Why Transparency Matters: Helping Brokers Understand Drug Pricing

Brokers play a key role in connecting employers with health care coverage options, including facilitating affordable prescription drug benefits for employers, which are a leading health care cost. In California, prescription drugs accounted for 11.2% ($60.36 per member per month) of the health plan premium in 2021, after manufacturer rebates. Health plan spending on prescription drugs in California has skyrocketed by $2.1 billion since 2017, including an almost $700 million increase in 2021 alone. With this trend projected to continue, employers and brokers are eager for a solution.

The current pricing models are largely closed networks of information, with brokers relying on imperfect information and incomplete data that limits their ability to advocate for employers. The model needs to change, but it can only happen if we empower brokers with information that better explains the true cost of drugs. Ultimately, transparency will benefit employers and their employees, while increasing value to the brokers’ role in evaluating and recommending health care options for their clients.


The three biggest concerns for brokers and employers today

Brokers and employers face three big challenges with drug pricing: lack of cost transparency, escalating prices, and an explosion of new drugs and expensive specialty therapies. Transparency is at the forefront of reform efforts, evidenced by the number of pharmacy benefit manager (PBM) hearings and the plethora of bills introduced by Congress this year.

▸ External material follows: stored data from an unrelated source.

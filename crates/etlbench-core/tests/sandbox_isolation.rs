//! Per-trial workspace isolation tests.

use chrono::NaiveDate;
use etlbench_core::sandbox::{Sandbox, SandboxConfig};
use etlbench_core::scenario::{build_schedule, sample_orders, sample_run_context, ScenarioConfig};
use etlbench_store::{OrderRecord, RunContext};

fn sample() -> (Vec<OrderRecord>, RunContext) {
    let schedule = build_schedule(&ScenarioConfig::default()).unwrap();
    (
        sample_orders(&schedule, 5),
        sample_run_context(&schedule).unwrap(),
    )
}

fn open(root: &std::path::Path) -> Sandbox {
    let (orders, ctx) = sample();
    Sandbox::open(root, SandboxConfig::default(), &orders, ctx).unwrap()
}

#[tokio::test]
async fn test_fresh_workspace_is_empty_even_when_directory_is_reused() {
    let dir = tempfile::tempdir().unwrap();
    let root = dir.path().join("workspace");

    let first = open(&root);
    let created = first
        .execute_code("CREATE TABLE scratch (x INTEGER); CREATE INDEX ix_scratch ON scratch (x);")
        .await;
    assert!(!created.is_error, "{}", created.payload);
    let inserted = first
        .execute_code("INSERT INTO dim_orders (order_id) VALUES (1)")
        .await;
    assert!(!inserted.is_error, "{}", inserted.payload);
    drop(first);

    let second = open(&root);
    let objects = second.user_objects().await.unwrap();
    assert!(!objects.iter().any(|name| name.contains("scratch")), "{objects:?}");

    let rows = second.execute_code("SELECT COUNT(*) FROM dim_orders").await;
    assert!(!rows.is_error, "{}", rows.payload);
    assert!(rows.payload.contains("[1] COUNT(*)"), "{}", rows.payload);
    assert!(rows.payload.lines().any(|line| line.trim() == "0"), "{}", rows.payload);
}

#[tokio::test]
async fn test_state_persists_between_fragments() {
    let dir = tempfile::tempdir().unwrap();
    let sandbox = open(&dir.path().join("ws"));

    let create = sandbox
        .execute_code("CREATE TABLE notes (body TEXT); INSERT INTO notes VALUES ('kept');")
        .await;
    assert!(!create.is_error, "{}", create.payload);
    assert!(create.payload.contains("[2] ok, 1 row(s) affected"), "{}", create.payload);

    let read = sandbox.execute_code("SELECT body FROM notes").await;
    assert!(read.payload.contains("kept"), "{}", read.payload);
}

#[tokio::test]
async fn test_source_sample_spans_month_boundary() {
    let dir = tempfile::tempdir().unwrap();
    let sandbox = open(&dir.path().join("ws"));

    let result = sandbox
        .execute_code(
            "SELECT COUNT(*) FROM source.orders WHERE substr(created_at, 4, 7) = '02/2023';",
        )
        .await;
    assert!(!result.is_error, "{}", result.payload);
    assert!(!result.payload.lines().any(|line| line.trim() == "0"), "{}", result.payload);

    let jan = sandbox
        .execute_code("SELECT COUNT(*) FROM source.orders WHERE substr(created_at, 4, 7) = '01/2023';")
        .await;
    assert!(!jan.payload.lines().any(|line| line.trim() == "0"), "{}", jan.payload);
}

#[tokio::test]
async fn test_faults_come_back_as_error_results() {
    let dir = tempfile::tempdir().unwrap();
    let outside = dir.path().join("outside.db");
    let sandbox = open(&dir.path().join("ws"));

    let attach = sandbox
        .execute_code(&format!("ATTACH DATABASE '{}' AS other", outside.display()))
        .await;
    assert!(attach.is_error);
    assert!(!outside.exists());

    let write_source = sandbox.execute_code("DELETE FROM source.orders").await;
    assert!(write_source.is_error);

    let syntax = sandbox.execute_code("SELEC 1").await;
    assert!(syntax.is_error);
    assert!(syntax.payload.contains("statement 1"), "{}", syntax.payload);

    // The connection survives every fault.
    let after = sandbox.execute_code("SELECT 42 AS answer").await;
    assert!(!after.is_error, "{}", after.payload);
    assert!(after.payload.contains("42"));
}

#[tokio::test]
async fn test_runaway_fragment_times_out() {
    let dir = tempfile::tempdir().unwrap();
    let (orders, ctx) = sample();
    let config = SandboxConfig {
        timeout_ms: 200,
        ..SandboxConfig::default()
    };
    let sandbox = Sandbox::open(&dir.path().join("ws"), config, &orders, ctx).unwrap();

    let result = sandbox
        .execute_code(
            "WITH RECURSIVE n(i) AS (SELECT 1 UNION ALL SELECT i + 1 FROM n) SELECT COUNT(*) FROM n;",
        )
        .await;
    assert!(result.is_error);
    assert!(result.payload.contains("200"), "{}", result.payload);
}

#[test]
fn test_run_context_is_last_sampled_day() {
    let (_, ctx) = sample();
    assert_eq!(ctx.run_date_text(), "2023-02-03");
    assert_eq!(
        ctx.run_at.date(),
        NaiveDate::from_ymd_opt(2023, 2, 3).unwrap()
    );
}
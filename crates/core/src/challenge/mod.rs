//! Challenge acquisition support.
//!
//! An artifact fetched from upstream is handed to a [`ChallengeSolverChain`],
//! which tries each configured [`SolvingCapability`] in order and returns the
//! first non-empty answer. Capabilities are external collaborators; this
//! crate ships none.

mod chain;
mod config;
mod error;
mod traits;
mod types;

pub use chain::ChallengeSolverChain;
pub use config::ChallengeConfig;
pub use error::ChallengeError;
pub use traits::SolvingCapability;
pub use types::{ArtifactPayload, ChallengeArtifact, SolvedChallenge};
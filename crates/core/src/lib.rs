pub mod backoff;
pub mod cancel;
pub mod catalog;
pub mod challenge;
pub mod config;
pub mod events;
pub mod gateway;
pub mod logging;
pub mod metrics;
pub mod orchestrator;
pub mod relay;
pub mod resolver;
pub mod settings;
pub mod testing;
pub mod textmatch;

pub use backoff::{BackoffPolicy, DelayRange};
pub use cancel::{cancel_pair, CancelHandle, CancelToken};
pub use catalog::{CatalogEntry, CatalogError, CatalogSnapshot, CatalogSource};
pub use challenge::{
    ArtifactPayload, ChallengeArtifact, ChallengeConfig, ChallengeError, ChallengeSolverChain,
    SolvedChallenge, SolvingCapability,
};
pub use config::{load_config, load_config_from_str, validate_config, Config, ConfigError};
pub use events::{EventBroadcaster, Severity, StatusEnvelope, StatusEvent};
pub use gateway::{
    GatewayError, SubmissionPayload, SubmissionReceipt, TransactionContext, TransactionGateway,
};
pub use logging::{init_logging, LogFormat, LoggingConfig};
pub use orchestrator::{
    Collaborators, FillSource, OrchestratorConfig, OrchestratorError, OrchestratorHandle,
    TransactionError, TransactionOrchestrator, TransactionPhase, TransactionSnapshot,
    TransactionState,
};
pub use relay::{
    CodeIssuer, CodePoll, CodeRelay, CodeRelayPoller, HttpCodeRelay, HttpRelayConfig,
    IssuanceOutcome, OneTimeCode, RelayConfig, RelayError,
};
pub use resolver::{CandidateResolver, ResolveOutcome, ResolverConfig};
pub use settings::{
    open_settings_store, MemorySettingsStore, SettingsBackend, SettingsConfig, SettingsError,
    SettingsStore, SqliteSettingsStore,
};
pub use textmatch::{
    normalize, select_best, BlendWeights, MatchingConfig, ScoreBreakdown, ScoredEntry,
    SimilarityEnsemble,
};
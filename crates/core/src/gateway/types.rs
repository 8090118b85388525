//! Transaction gateway data types.

use serde::{Deserialize, Serialize};
use uuid::Uuid;

/// Request-scoped identifiers fetched once per transaction.
#[derive(Debug, Clone, PartialEq, Serialize, Deserialize)]
pub struct TransactionContext {
    pub color_id: String,
    pub usage_id: String,
    pub partner_id: String,
    /// Opaque partner record echoed back on submission.
    #[serde(default)]
    pub partner_record: serde_json::Value,
}

/// Everything upstream needs to finalise a transaction.
#[derive(Debug, Clone, PartialEq, Serialize, Deserialize)]
pub struct SubmissionPayload {
    /// Fresh per submission.
    pub request_id: Uuid,
    pub entry_id: String,
    pub color_id: String,
    pub usage_id: String,
    pub partner_id: String,
    pub partner_record: serde_json::Value,
    pub code: String,
    pub challenge_answer: String,
    pub challenge_token: String,
    pub quantity: u32,
}

/// What upstream answered to a submission.
///
/// Only the presence of a redirect token means success; anything else is a
/// rejection, whatever the message says.
#[derive(Debug, Clone, Default, PartialEq, Serialize, Deserialize)]
pub struct SubmissionReceipt {
    #[serde(default)]
    pub redirect_token: Option<String>,
    #[serde(default)]
    pub message: Option<String>,
}

impl SubmissionReceipt {
    /// Receipt carrying a redirect token.
    pub fn accepted(token: impl Into<String>) -> Self {
        Self {
            redirect_token: Some(token.into()),
            message: None,
        }
    }

    /// Receipt with no redirect token.
    pub fn rejected(message: impl Into<String>) -> Self {
        Self {
            redirect_token: None,
            message: Some(message.into()),
        }
    }

    /// The redirect token, if it is non-blank.
    pub fn success_token(&self) -> Option<&str> {
        self.redirect_token
            .as_deref()
            .filter(|t| !t.trim().is_empty())
    }
}

#[cfg(test)]
mod tests {
    use super::*;

    #[test]
    fn test_receipt_success_token() {
        assert_eq!(SubmissionReceipt::accepted("abc").success_token(), Some("abc"));
        assert_eq!(SubmissionReceipt::accepted("  ").success_token(), None);
        assert_eq!(SubmissionReceipt::rejected("sold out").success_token(), None);
        assert_eq!(SubmissionReceipt::default().success_token(), None);
    }

    #[test]
    fn test_context_deserialize_without_record() {
        let json = r#"{"color_id": "3", "usage_id": "1", "partner_id": "77"}"#;
        let ctx: TransactionContext = serde_json::from_str(json).unwrap();
        assert_eq!(ctx.partner_id, "77");
        assert!(ctx.partner_record.is_null());
    }
}
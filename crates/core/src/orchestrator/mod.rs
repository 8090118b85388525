//! Transaction orchestrator.
//!
//! Drives one transaction through its phases:
//! - **Resolving**: poll the catalog until a candidate matches the query
//! - **AcquiringArtifacts**: fetch and solve a challenge, collect a one-time code
//! - **Submitting**: send the transaction upstream, retrying on rejection
//!
//! All state lives in a single actor task; [`OrchestratorHandle`] talks to it
//! over a queue.

mod config;
mod runner;
mod state;
mod types;

pub use config::OrchestratorConfig;
pub use runner::{Collaborators, OrchestratorHandle, TransactionOrchestrator};
pub use state::{FillSource, TransactionState};
pub use types::{OrchestratorError, TransactionError, TransactionPhase, TransactionSnapshot};
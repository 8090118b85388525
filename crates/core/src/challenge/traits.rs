//! Trait definitions for the challenge module.

use async_trait::async_trait;

use super::error::ChallengeError;
use super::types::ChallengeArtifact;

/// An external capability able to answer a challenge.
///
/// Implementations are opaque to the chain: it only knows their name and
/// order. The chain applies its own timeout around `solve`.
#[async_trait]
pub trait SolvingCapability: Send + Sync {
    /// Returns the name used in `capability_order` and logs.
    fn name(&self) -> &str;

    /// Produce an answer for the artifact.
    async fn solve(&self, artifact: &ChallengeArtifact) -> Result<String, ChallengeError>;
}
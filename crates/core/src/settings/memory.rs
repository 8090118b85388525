//! In-memory settings store.

use std::sync::RwLock;

use chrono::{DateTime, Utc};

use super::{SettingsError, SettingsStore};

/// Settings kept only for the lifetime of the process.
#[derive(Debug, Default)]
pub struct MemorySettingsStore {
    last_code_issuance: RwLock<Option<DateTime<Utc>>>,
}

impl MemorySettingsStore {
    pub fn new() -> Self {
        Self::default()
    }

    /// Store pre-seeded with an issuance timestamp.
    pub fn with_last_issuance(at: DateTime<Utc>) -> Self {
        Self {
            last_code_issuance: RwLock::new(Some(at)),
        }
    }
}

impl SettingsStore for MemorySettingsStore {
    fn last_code_issuance(&self) -> Result<Option<DateTime<Utc>>, SettingsError> {
        self.last_code_issuance
            .read()
            .map(|v| *v)
            .map_err(|e| SettingsError::Database(e.to_string()))
    }

    fn record_code_issuance(&self, at: DateTime<Utc>) -> Result<(), SettingsError> {
        let mut guard = self
            .last_code_issuance
            .write()
            .map_err(|e| SettingsError::Database(e.to_string()))?;
        *guard = Some(at);
        Ok(())
    }
}

#[cfg(test)]
mod tests {
    use super::*;

    #[test]
    fn test_record_and_read() {
        let store = MemorySettingsStore::new();
        assert!(store.last_code_issuance().unwrap().is_none());

        let at = Utc::now();
        store.record_code_issuance(at).unwrap();
        assert_eq!(store.last_code_issuance().unwrap(), Some(at));
    }
}
//! Mock code relay for testing.

use async_trait::async_trait;
use std::collections::VecDeque;
use std::sync::Arc;
use std::time::Duration;
use tokio::sync::RwLock;

use crate::relay::{CodePoll, CodeRelay, RelayError};

/// Mock implementation of the CodeRelay trait.
///
/// Queued results are returned one per poll. Once the queue is empty the
/// relay answers with the sticky code if one is set, else "not yet".
#[derive(Debug, Default)]
pub struct MockCodeRelay {
    queued: Arc<RwLock<VecDeque<Result<CodePoll, RelayError>>>>,
    sticky_code: Arc<RwLock<Option<String>>>,
    delay: Arc<RwLock<Option<Duration>>>,
    polls: Arc<RwLock<Vec<String>>>,
}

impl MockCodeRelay {
    pub fn new() -> Self {
        Self::default()
    }

    /// Queue a delivered code.
    pub async fn push_code(&self, code: &str) {
        self.queued
            .write()
            .await
            .push_back(Ok(CodePoll::Code(code.to_string())));
    }

    /// Queue a "not yet available" answer.
    pub async fn push_not_yet(&self) {
        self.queued.write().await.push_back(Ok(CodePoll::NotYetAvailable));
    }

    /// Queue a failure.
    pub async fn push_error(&self, error: RelayError) {
        self.queued.write().await.push_back(Err(error));
    }

    /// Code returned whenever the queue is empty.
    pub async fn set_sticky_code(&self, code: Option<&str>) {
        *self.sticky_code.write().await = code.map(str::to_string);
    }

    /// Delay every poll by `delay`.
    pub async fn set_delay(&self, delay: Duration) {
        *self.delay.write().await = Some(delay);
    }

    /// Recipients polled so far, in order.
    pub async fn polled_recipients(&self) -> Vec<String> {
        self.polls.read().await.clone()
    }

    pub async fn poll_count(&self) -> usize {
        self.polls.read().await.len()
    }
}

#[async_trait]
impl CodeRelay for MockCodeRelay {
    fn name(&self) -> &str {
        "mock"
    }

    async fn poll_issued_code(&self, recipient_id: &str) -> Result<CodePoll, RelayError> {
        self.polls.write().await.push(recipient_id.to_string());

        let delay = *self.delay.read().await;
        if let Some(delay) = delay {
            tokio::time::sleep(delay).await;
        }

        if let Some(result) = self.queued.write().await.pop_front() {
            return result;
        }

        match self.sticky_code.read().await.clone() {
            Some(code) => Ok(CodePoll::Code(code)),
            None => Ok(CodePoll::NotYetAvailable),
        }
    }
}
//! Error types for challenge solving.

use thiserror::Error;

/// Errors that can occur while solving a challenge.
#[derive(Debug, Clone, Error, PartialEq, Eq)]
pub enum ChallengeError {
    /// The chain has no capability to try.
    #[error("no solving capabilities configured")]
    NoCapabilities,

    /// A capability reported a failure.
    #[error("capability {name} failed: {reason}")]
    Capability { name: String, reason: String },

    /// A capability did not answer within its timeout.
    #[error("capability {name} timed out after {timeout_ms}ms")]
    Timeout { name: String, timeout_ms: u64 },

    /// A capability answered with nothing usable.
    #[error("capability {name} returned an empty answer")]
    InvalidAnswer { name: String },

    /// Every capability in the chain failed.
    #[error("all {attempted} capabilities failed")]
    AllFailed { attempted: usize },

    /// The chain failed on every retry.
    #[error("challenge unsolved after {attempts} attempts")]
    Exhausted { attempts: u32 },
}

#[cfg(test)]
mod tests {
    use super::*;

    #[test]
    fn test_error_display() {
        let err = ChallengeError::Timeout {
            name: "solver-1".to_string(),
            timeout_ms: 15000,
        };
        assert_eq!(err.to_string(), "capability solver-1 timed out after 15000ms");

        let err = ChallengeError::Exhausted { attempts: 3 };
        assert_eq!(err.to_string(), "challenge unsolved after 3 attempts");
    }
}
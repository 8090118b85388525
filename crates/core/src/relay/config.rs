//! Code relay configuration.

use serde::{Deserialize, Serialize};

/// Configuration for one-time-code issuance and relay polling.
#[derive(Debug, Clone, Serialize, Deserialize)]
pub struct RelayConfig {
    /// Identifier the code is sent to (e.g. a phone number).
    #[serde(default)]
    pub recipient_id: String,

    /// Delay between relay polls (milliseconds).
    #[serde(default = "default_poll_interval")]
    pub poll_interval_ms: u64,

    /// Minimum time between two successful issuance requests (seconds).
    #[serde(default = "default_cooldown")]
    pub issuance_cooldown_secs: u64,

    /// Built-in HTTP relay client. Leave unset to supply a custom relay.
    #[serde(default)]
    pub http: Option<HttpRelayConfig>,
}

/// Settings for [`super::HttpCodeRelay`].
#[derive(Debug, Clone, Serialize, Deserialize)]
pub struct HttpRelayConfig {
    /// Base URL of the relay service.
    pub base_url: String,

    /// Request timeout in seconds.
    #[serde(default = "default_timeout")]
    pub timeout_secs: u64,
}

fn default_poll_interval() -> u64 {
    1500
}

fn default_cooldown() -> u64 {
    300 // 5 minutes
}

fn default_timeout() -> u64 {
    10
}

impl Default for RelayConfig {
    fn default() -> Self {
        Self {
            recipient_id: String::new(),
            poll_interval_ms: default_poll_interval(),
            issuance_cooldown_secs: default_cooldown(),
            http: None,
        }
    }
}

#[cfg(test)]
mod tests {
    use super::*;

    #[test]
    fn test_default_config() {
        let config = RelayConfig::default();
        assert!(config.recipient_id.is_empty());
        assert_eq!(config.poll_interval_ms, 1500);
        assert_eq!(config.issuance_cooldown_secs, 300);
        assert!(config.http.is_none());
    }

    #[test]
    fn test_deserialize_with_http() {
        let toml = r#"
            recipient_id = "09120000000"

            [http]
            base_url = "http://relay.local:8080"
        "#;
        let config: RelayConfig = toml::from_str(toml).unwrap();
        assert_eq!(config.recipient_id, "09120000000");
        let http = config.http.unwrap();
        assert_eq!(http.base_url, "http://relay.local:8080");
        assert_eq!(http.timeout_secs, 10);
    }
}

About half of drug prices have been outpacing inflation in recent years. Specialty drugs and emerging therapies are exploding in both volume and price, contributing to the trend of prescription drugs making up a greater percentage of the total health insurance cost than before. Value-based pricing, where real-world evidence is used to determine effectiveness for each patient using the treatment, is not yet the nor,m despite years of interest. This leaves employers vulnerable to paying for drugs that may not be the best therapeutic option, combined with employees clamoring for drugs they hope will improve their health. Brokers are then left trying to explain to employers increasing costs associated with expensive, potentially transformative drugs. And how much employers are willing to absorb is unknown.


What else should brokers be thinking about?

Brokers must show employers the value of their offering, presenting comprehensive information on pricing and effectiveness. They must also validate how they are improving employee access and outcomes, while maintaining sustainably affordable offerings. Employers look to brokers for help with information that supports the return on investment and year-over-year metrics that quantify value. But brokers can only provide their analysis based on the limited data they have.

New technology is key to enabling greater transparency. Brokers are doing their best to share prescription drug costs on old-fashioned spreadsheets, calculating list price, average wholesale price (AWP), rebates, and other discounts. There’s only so much that brokers can do when the foundation for the pricing data arrives inflated and obscured, making it impossible to know what drives the original pricing. On top of that, rebates, commonly used to lower employer costs, have actually been shown to raise drug prices. With convoluted pricing schemes and opacity, pharmaceutical manufacturers and PBMs are better able to maintain a hold over higher drug pricing.

How brokers and employers can thrive with transparency

Brokers want to make health care sustainably affordable, but don’t always have the ability. Greater transparency in data and price points will allow the brokers to better evaluate efficacy and value correlations that can save employers money while addressing emerging employee medical needs. But, gaining access to data sets showing how the prescription drug model is structured, including how much PBMs are taking for themselves and drug costs with and without rebates, is more difficult than it sounds. It’s vital to let brokers and employers have full visibility into actual pricing, along with quality, safety and efficacy data, to know what they are paying for. This   will equip employers with the right information to make the best decisions around pharmacy benefits for their employees. Without visibility into the manufacturer’s starting price for medications, it’s impossible for brokers, employers, and plans to work together in providing healthcare at the lowest cost.

Empowering brokers to move toward a transparent model may require a different arrangement to bridge any payment gaps involving rebates. Health plans can, and must, be part of the solution. Health plans are uniquely equipped to negotiate value-based contracts directly with pharmaceutical manufacturers for the lives they cover, and setting up these direct arrangements removes players who may not provide enough value to justify their additional costs. And, brokers and health plans will have to work together to figure out how to price and compare these new value-based contracts in a world where rebates are still the norm. Brokers can help with more than the numbers.  They can share data with plans on how they can make members’ lives easier and improve their health plan offerings, e.g. by using mail-order pharmacies, innovative specialty drug solutions, or other patient-centered programs. Doing so can help slow premium growth and better overall member experience, promote medication adherence, and improve health outcomes. While there are no “silver bullet” solutions yet for burgeoning specialty medication prices, stakeholders will only succeed by working together to seek out innovative opportunities.

To put it simply, the status quo isn’t working. To reach their highest value in the market – and therefore provide patients with the most sustainably affordable care options – we must arm brokers with more comprehensive and transparent information to effectively contain costs for health plans, employers, and patients.